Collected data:

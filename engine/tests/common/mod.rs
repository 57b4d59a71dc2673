//! Common test utilities for integration tests
//!
//! Builds engine states backed by temporary catalog and factor files.

#![allow(dead_code)]

use std::fs;
use std::path::PathBuf;

use carbon_tracker_engine::{
    config::EngineConfig,
    services::{TrackingOutcome, TrackingService},
    state::EngineState,
};
use carbon_tracker_shared::{
    ActivityReport, DietReport, EnergyReport, LocationKey, Person, TransportReport,
};
use chrono::{Duration, NaiveDate, Utc};
use tempfile::TempDir;

/// Test engine wrapper
pub struct TestEngine {
    pub state: EngineState,
    pub dir: TempDir,
}

impl TestEngine {
    /// Engine over the builtin factor table and badge catalog
    pub fn new() -> Self {
        Self::with_config(EngineConfig::default())
    }

    pub fn with_config(config: EngineConfig) -> Self {
        let dir = tempfile::tempdir().expect("Failed to create temp dir");
        let state = EngineState::from_config(config).expect("Failed to build engine state");
        Self { state, dir }
    }

    /// Engine whose catalog is read from a file, written with `contents`
    pub fn with_catalog_file(name: &str, contents: &str) -> Self {
        let dir = tempfile::tempdir().expect("Failed to create temp dir");
        let path = dir.path().join(name);
        fs::write(&path, contents).expect("Failed to write catalog");

        let mut config = EngineConfig::default();
        config.catalog.path = Some(path.to_string_lossy().into_owned());
        let state = EngineState::from_config(config).expect("Failed to build engine state");
        Self { state, dir }
    }

    /// Record a report that is expected to be accepted
    pub fn record(&self, person: &mut Person, report: &ActivityReport) -> TrackingOutcome {
        TrackingService::record_activity(&self.state, person, report, Utc::now())
            .expect("Report should be accepted")
    }

    /// Overwrite the configured catalog file
    pub fn rewrite_catalog(&self, contents: &str) {
        let path = self
            .state
            .config()
            .catalog
            .path
            .clone()
            .map(PathBuf::from)
            .expect("Engine has no catalog file");
        fs::write(path, contents).expect("Failed to rewrite catalog");
    }
}

pub fn start_date() -> NaiveDate {
    NaiveDate::from_ymd_opt(2024, 1, 1).unwrap()
}

pub fn date(offset: i64) -> NaiveDate {
    start_date() + Duration::days(offset)
}

pub fn person_in(country: &str) -> Person {
    Person::new(LocationKey::country(country))
}

pub fn commute(offset: i64, mode: &str, km: f64) -> ActivityReport {
    ActivityReport::new(date(offset)).with_transport(TransportReport::new(mode, km))
}

/// A full day: car commute, grid electricity and a given diet
pub fn full_day(offset: i64, diet: &str) -> ActivityReport {
    ActivityReport::new(date(offset))
        .with_transport(TransportReport::new("car", 12.0))
        .with_energy(EnergyReport {
            electricity: 8.0,
            renewable_percentage: 20.0,
            ..EnergyReport::default()
        })
        .with_diet(DietReport::new(diet))
}

pub const SMALL_CATALOG_TOML: &str = r#"
[[badges]]
id = "first_track"
title = "First Steps"
category = "streak"
difficulty = "easy"

[badges.criteria]
kind = "custom"
value = 1

[badges.rewards]
points = 10

[[badges]]
id = "three_in_a_row"
title = "Three in a Row"
category = "streak"
difficulty = "easy"

[badges.criteria]
kind = "streak"
value = 3
operator = "gte"

[badges.rewards]
points = 15
"#;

▸ What to produce
Exact repetition of every entry in the data is required.

▸ Solution
filename engine/tests/common/mod.rs
repository 57b4d59a71dc2673
//! Common test utilities for integration tests
//!
//! Builds engine states backed by temporary catalog and factor files.

#![allow(dead_code)]

use std::fs;
use std::path::PathBuf;

use carbon_tracker_engine::{
    config::EngineConfig,
    services::{TrackingOutcome, TrackingService},
    state::EngineState,
};
use carbon_tracker_shared::{
    ActivityReport, DietReport, EnergyReport, LocationKey, Person, TransportReport,
};
use chrono::{Duration, NaiveDate, Utc};
use tempfile::TempDir;

/// Test engine wrapper
pub struct TestEngine {
    pub state: EngineState,
    pub dir: TempDir,
}

impl TestEngine {
    /// Engine over the builtin factor table and badge catalog
    pub fn new() -> Self {
        Self::with_config(EngineConfig::default())
    }

    pub fn with_config(config: EngineConfig) -> Self {
        let dir = tempfile::tempdir().expect("Failed to create temp dir");
        let state = EngineState::from_config(config).expect("Failed to build engine state");
        Self { state, dir }
    }

    /// Engine whose catalog is read from a file, written with `contents`
    pub fn with_catalog_file(name: &str, contents: &str) -> Self {
        let dir = tempfile::tempdir().expect("Failed to create temp dir");
        let path = dir.path().join(name);
        fs::write(&path, contents).expect("Failed to write catalog");

        let mut config = EngineConfig::default();
        config.catalog.path = Some(path.to_string_lossy().into_owned());
        let state = EngineState::from_config(config).expect("Failed to build engine state");
        Self { state, dir }
    }

    /// Record a report that is expected to be accepted
    pub fn record(&self, person: &mut Person, report: &ActivityReport) -> TrackingOutcome {
        TrackingService::record_activity(&self.state, person, report, Utc::now())
            .expect("Report should be accepted")
    }

    /// Overwrite the configured catalog file
    pub fn rewrite_catalog(&self, contents: &str) {
        let path = self
            .state
            .config()
            .catalog
            .path
            .clone()
            .map(PathBuf::from)
            .expect("Engine has no catalog file");
        fs::write(path, contents).expect("Failed to rewrite catalog");
    }
}

pub fn start_date() -> NaiveDate {
    NaiveDate::from_ymd_opt(2024, 1, 1).unwrap()
}

pub fn date(offset: i64) -> NaiveDate {
    start_date() + Duration::days(offset)
}

pub fn person_in(country: &str) -> Person {
    Person::new(LocationKey::country(country))
}

pub fn commute(offset: i64, mode: &str, km: f64) -> ActivityReport {
    ActivityReport::new(date(offset)).with_transport(TransportReport::new(mode, km))
}

/// A full day: car commute, grid electricity and a given diet
pub fn full_day(offset: i64, diet: &str) -> ActivityReport {
    ActivityReport::new(date(offset))
        .with_transport(TransportReport::new("car", 12.0))
        .with_energy(EnergyReport {
            electricity: 8.0,
            renewable_percentage: 20.0,
            ..EnergyReport::default()
        })
        .with_diet(DietReport::new(diet))
}

pub const SMALL_CATALOG_TOML: &str = r#"
[[badges]]
id = "first_track"
title = "First Steps"
category = "streak"
difficulty = "easy"

[badges.criteria]
kind = "custom"
value = 1

[badges.rewards]
points = 10

[[badges]]
id = "three_in_a_row"
title = "Three in a Row"
category = "streak"
difficulty = "easy"

[badges.criteria]
kind = "streak"
value = 3
operator = "gte"

[badges.rewards]
points = 15
"#;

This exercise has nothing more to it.